***** DATASET RECORDS *****

//! Chunk reassembly — receiver-side session state machine.
//!
//! `Reassembler` is synchronous and owns every active session. It never reads
//! the clock: callers pass `now`, so timeouts are deterministic under test.
//! In the daemon it lives inside the session manager task and is never shared.

use std::collections::{BTreeMap, VecDeque};
use std::time::{Duration, Instant};

use bytes::{Bytes, BytesMut};

use chunkcast_core::config::ReceiverConfig;
use chunkcast_core::digest::Hasher;
use chunkcast_core::wire::COMPLETE_SENTINEL;
use chunkcast_core::{ChunkDescriptor, TransferError, TransferKey, TransferTopic, Violation};

/// Terminal states remembered for `Reassembler::state`.
const HISTORY_LEN: usize = 32;

#[derive(Debug, Clone)]
pub struct ReassemblySettings {
    /// A session with no message for this long is abandoned.
    pub inactivity_timeout: Duration,
    /// After an incomplete completion marker, how long to wait for the
    /// missing chunks.
    pub grace_period: Duration,
    /// Descriptors announcing more than this are rejected. Zero disables.
    pub max_transfer_bytes: u64,
}

impl Default for ReassemblySettings {
    fn default() -> Self {
        Self::from(&ReceiverConfig::default())
    }
}

impl From<&ReceiverConfig> for ReassemblySettings {
    fn from(config: &ReceiverConfig) -> Self {
        Self {
            inactivity_timeout: config.inactivity_timeout(),
            grace_period: config.grace_period(),
            max_transfer_bytes: config.max_transfer_bytes,
        }
    }
}

#[derive(Debug, Clone, Copy, PartialEq, Eq)]
pub enum SessionState {
    /// No descriptor seen for this key.
    AwaitingMetadata,
    Receiving,
    Complete,
    Abandoned,
}

/// What a message did to a session.
#[derive(Debug, Clone, PartialEq, Eq)]
pub enum Progress {
    /// A descriptor opened a session. `replaced` is set when it discarded a
    /// session already in progress under the same key.
    Started { key: TransferKey, replaced: bool },
    Accepted {
        key: TransferKey,
        index: u32,
        received: u32,
        total: u32,
    },
    /// The index was already stored; the copy overwrote it.
    Duplicate { key: TransferKey, index: u32 },
    Completed(CompletedTransfer),
}

#[derive(Debug, Clone, PartialEq, Eq)]
pub struct CompletedTransfer {
    pub key: TransferKey,
    pub descriptor: ChunkDescriptor,
    pub payload: Bytes,
    pub duplicates: u32,
    pub elapsed: Duration,
}

#[derive(Debug, Clone, Copy, PartialEq, Eq)]
pub enum AbandonReason {
    /// No message within the inactivity window.
    Inactivity,
    /// A completion marker arrived early and the missing chunks never did.
    GraceExpired,
}

#[derive(Debug, Clone, PartialEq, Eq)]
pub struct AbandonedTransfer {
    pub key: TransferKey,
    pub filename: String,
    pub received: u32,
    pub total: u32,
    pub missing: Vec<u32>,
    pub reason: AbandonReason,
}

/// Read-only view of one active session.
#[derive(Debug, Clone, PartialEq, Eq)]
pub struct SessionSummary {
    pub key: TransferKey,
    pub filename: String,
    pub received: u32,
    pub total: u32,
    pub bytes_received: u64,
    pub total_size: u64,
    pub completion_seen: bool,
    pub idle: Duration,
}

struct Session {
    descriptor: ChunkDescriptor,
    chunks: BTreeMap<u32, Bytes>,
    bytes_received: u64,
    duplicates: u32,
    started_at: Instant,
    last_activity: Instant,
    completion_seen_at: Option<Instant>,
}

impl Session {
    fn new(descriptor: ChunkDescriptor, now: Instant) -> Self {
        Self {
            descriptor,
            chunks: BTreeMap::new(),
            bytes_received: 0,
            duplicates: 0,
            started_at: now,
            last_activity: now,
            completion_seen_at: None,
        }
    }

    fn received(&self) -> u32 {
        self.chunks.len() as u32
    }

    fn is_full(&self) -> bool {
        self.received() == self.descriptor.num_chunks
    }

    fn missing(&self) -> Vec<u32> {
        (0..self.descriptor.num_chunks)
            .filter(|i| !self.chunks.contains_key(i))
            .collect()
    }
}

#[derive(Default)]
pub struct Reassembler {
    settings: ReassemblySettings,
    sessions: BTreeMap<TransferKey, Session>,
    history: VecDeque<(TransferKey, SessionState)>,
}

impl Reassembler {
    pub fn new(settings: ReassemblySettings) -> Self {
        Self {
            settings,
            sessions: BTreeMap::new(),
            history: VecDeque::with_capacity(HISTORY_LEN),
        }
    }

    pub fn settings(&self) -> &ReassemblySettings {
        &self.settings
    }

    /// Number of active sessions.
    pub fn len(&self) -> usize {
        self.sessions.len()
    }

    pub fn is_empty(&self) -> bool {
        self.sessions.is_empty()
    }

    pub fn state(&self, key: &TransferKey) -> SessionState {
        if self.sessions.contains_key(key) {
            return SessionState::Receiving;
        }
        self.history
            .iter()
            .rev()
            .find(|(k, _)| k == key)
            .map(|(_, state)| *state)
            .unwrap_or(SessionState::AwaitingMetadata)
    }

    /// Apply a message on an already classified transfer topic.
    pub fn apply(
        &mut self,
        topic: TransferTopic,
        payload: Bytes,
        now: Instant,
    ) -> Result<Progress, TransferError> {
        match topic {
            TransferTopic::Meta => {
                let descriptor = ChunkDescriptor::from_json(&payload)?;
                self.on_metadata(descriptor, now)
            }
            TransferTopic::Chunk { key, index } => self.on_chunk(&key, index, payload, now),
            TransferTopic::Complete { key } => self.on_complete(&key, &payload, now),
        }
    }

    /// Open a session. An existing session under the same key is discarded
    /// together with its chunks.
    pub fn on_metadata(
        &mut self,
        descriptor: ChunkDescriptor,
        now: Instant,
    ) -> Result<Progress, TransferError> {
        descriptor.validate()?;
        let limit = self.settings.max_transfer_bytes;
        if limit > 0 && descriptor.total_size > limit {
            return Err(Violation::TooLarge {
                total_size: descriptor.total_size,
                limit,
            }
            .into());
        }

        let key = descriptor.key();
        tracing::info!(
            transfer = %key,
            filename = %descriptor.filename,
            total_size = descriptor.total_size,
            num_chunks = descriptor.num_chunks,
            "session started"
        );
        let replaced = match self.sessions.insert(key.clone(), Session::new(descriptor, now)) {
            Some(old) => {
                tracing::warn!(
                    transfer = %key,
                    discarded = old.received(),
                    "new descriptor replaced session in progress"
                );
                true
            }
            None => false,
        };
        Ok(Progress::Started { key, replaced })
    }

    pub fn on_chunk(
        &mut self,
        key: &TransferKey,
        index: u32,
        data: Bytes,
        now: Instant,
    ) -> Result<Progress, TransferError> {
        let session = self
            .sessions
            .get_mut(key)
            .ok_or_else(|| Violation::NoActiveSession { key: key.clone() })?;

        let num_chunks = session.descriptor.num_chunks;
        let expected = session
            .descriptor
            .expected_len(index)
            .ok_or_else(|| Violation::IndexOutOfRange {
                key: key.clone(),
                index,
                num_chunks,
            })?;
        if data.len() != expected {
            return Err(Violation::LengthMismatch {
                key: key.clone(),
                index,
                expected,
                actual: data.len(),
            }
            .into());
        }

        session.last_activity = now;
        let len = data.len() as u64;
        if let Some(previous) = session.chunks.insert(index, data) {
            session.bytes_received -= previous.len() as u64;
            session.bytes_received += len;
            session.duplicates += 1;
            tracing::debug!(transfer = %key, index, "duplicate chunk overwritten");
            return Ok(Progress::Duplicate {
                key: key.clone(),
                index,
            });
        }
        session.bytes_received += len;

        if session.completion_seen_at.is_some() && session.is_full() {
            tracing::info!(transfer = %key, index, "last missing chunk arrived after completion marker");
            return self.finish(key, now);
        }

        Ok(Progress::Accepted {
            key: key.clone(),
            index,
            received: session.received(),
            total: num_chunks,
        })
    }

    /// Handle the completion marker. Missing chunks leave the session open
    /// for the grace period and are reported as `IncompleteTransfer`.
    pub fn on_complete(
        &mut self,
        key: &TransferKey,
        payload: &[u8],
        now: Instant,
    ) -> Result<Progress, TransferError> {
        if payload != COMPLETE_SENTINEL.as_bytes() {
            return Err(Violation::UnexpectedSentinel {
                key: key.clone(),
                payload: String::from_utf8_lossy(payload).into_owned(),
            }
            .into());
        }
        let session = self
            .sessions
            .get_mut(key)
            .ok_or_else(|| Violation::NoActiveSession { key: key.clone() })?;

        session.last_activity = now;
        if !session.is_full() {
            session.completion_seen_at = Some(now);
            let missing = session.missing();
            tracing::warn!(
                transfer = %key,
                missing = missing.len(),
                grace_secs = self.settings.grace_period.as_secs(),
                "completion marker before all chunks"
            );
            return Err(TransferError::IncompleteTransfer {
                key: key.clone(),
                missing,
            });
        }
        self.finish(key, now)
    }

    fn finish(&mut self, key: &TransferKey, now: Instant) -> Result<Progress, TransferError> {
        let session = self
            .sessions
            .remove(key)
            .ok_or_else(|| Violation::NoActiveSession { key: key.clone() })?;
        let descriptor = session.descriptor;

        let mut assembled = BytesMut::with_capacity(session.bytes_received as usize);
        let mut hasher = Hasher::new();
        for data in session.chunks.values() {
            assembled.extend_from_slice(data);
            hasher.update(data);
        }

        let actual = assembled.len() as u64;
        if actual != descriptor.total_size {
            self.remember(key, SessionState::Abandoned);
            return Err(Violation::SizeMismatch {
                key: key.clone(),
                expected: descriptor.total_size,
                actual,
            }
            .into());
        }
        if let Some(expected) = &descriptor.blake3 {
            let actual = hasher.finalize_hex();
            if !expected.eq_ignore_ascii_case(&actual) {
                self.remember(key, SessionState::Abandoned);
                return Err(Violation::DigestMismatch {
                    key: key.clone(),
                    expected: expected.clone(),
                    actual,
                }
                .into());
            }
        }

        self.remember(key, SessionState::Complete);
        let elapsed = now.saturating_duration_since(session.started_at);
        tracing::info!(
            transfer = %key,
            filename = %descriptor.filename,
            bytes = actual,
            duplicates = session.duplicates,
            elapsed_ms = elapsed.as_millis() as u64,
            "transfer complete"
        );
        Ok(Progress::Completed(CompletedTransfer {
            key: key.clone(),
            descriptor,
            payload: assembled.freeze(),
            duplicates: session.duplicates,
            elapsed,
        }))
    }

    /// Abandon sessions that have gone quiet or outlived their grace period.
    pub fn sweep(&mut self, now: Instant) -> Vec<AbandonedTransfer> {
        let settings = &self.settings;
        let expired: Vec<(TransferKey, AbandonReason)> = self
            .sessions
            .iter()
            .filter_map(|(key, s)| {
                // Once the marker is in, every message restarts the grace window.
                let grace_over = s.completion_seen_at.is_some()
                    && now.saturating_duration_since(s.last_activity) >= settings.grace_period;
                if grace_over {
                    return Some((key.clone(), AbandonReason::GraceExpired));
                }
                if now.saturating_duration_since(s.last_activity) >= settings.inactivity_timeout {
                    return Some((key.clone(), AbandonReason::Inactivity));
                }
                None
            })
            .collect();

        let mut abandoned = Vec::with_capacity(expired.len());
        for (key, reason) in expired {
            if let Some(session) = self.sessions.remove(&key) {
                tracing::warn!(
                    transfer = %key,
                    filename = %session.descriptor.filename,
                    received = session.received(),
                    total = session.descriptor.num_chunks,
                    ?reason,
                    "session abandoned"
                );
                abandoned.push(AbandonedTransfer {
                    missing: session.missing(),
                    received: session.received(),
                    total: session.descriptor.num_chunks,
                    filename: session.descriptor.filename,
                    key: key.clone(),
                    reason,
                });
                self.remember(&key, SessionState::Abandoned);
            }
        }
        abandoned
    }

    /// Discard a session. Returns whether one existed.
    pub fn cancel(&mut self, key: &TransferKey) -> bool {
        match self.sessions.remove(key) {
            Some(session) => {
                tracing::info!(transfer = %key, received = session.received(), "session cancelled");
                self.remember(key, SessionState::Abandoned);
                true
            }
            None => false,
        }
    }

    pub fn snapshot(&self, now: Instant) -> Vec<SessionSummary> {
        self.sessions
            .iter()
            .map(|(key, s)| SessionSummary {
                key: key.clone(),
                filename: s.descriptor.filename.clone(),
                received: s.received(),
                total: s.descriptor.num_chunks,
                bytes_received: s.bytes_received,
                total_size: s.descriptor.total_size,
                completion_seen: s.completion_seen_at.is_some(),
                idle: now.saturating_duration_since(s.last_activity),
            })
            .collect()
    }

    fn remember(&mut self, key: &TransferKey, state: SessionState) {
        if self.history.len() == HISTORY_LEN {
            self.history.pop_front();
        }
        self.history.push_back((key.clone(), state));
    }
}

// ── Tests ─────────────────────────────────────────────────────────────────────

*****

#### ASSIGNED TASK
Please reply with an exact copy of the lines above, starting at the first and ending at the line that holds "deterministic under test.".

#### EXERCISE SOLUTION
//! Chunk reassembly — receiver-side session state machine.
//!
//! `Reassembler` is synchronous and owns every active session. It never reads
//! the clock: callers pass `now`, so timeouts are deterministic under test.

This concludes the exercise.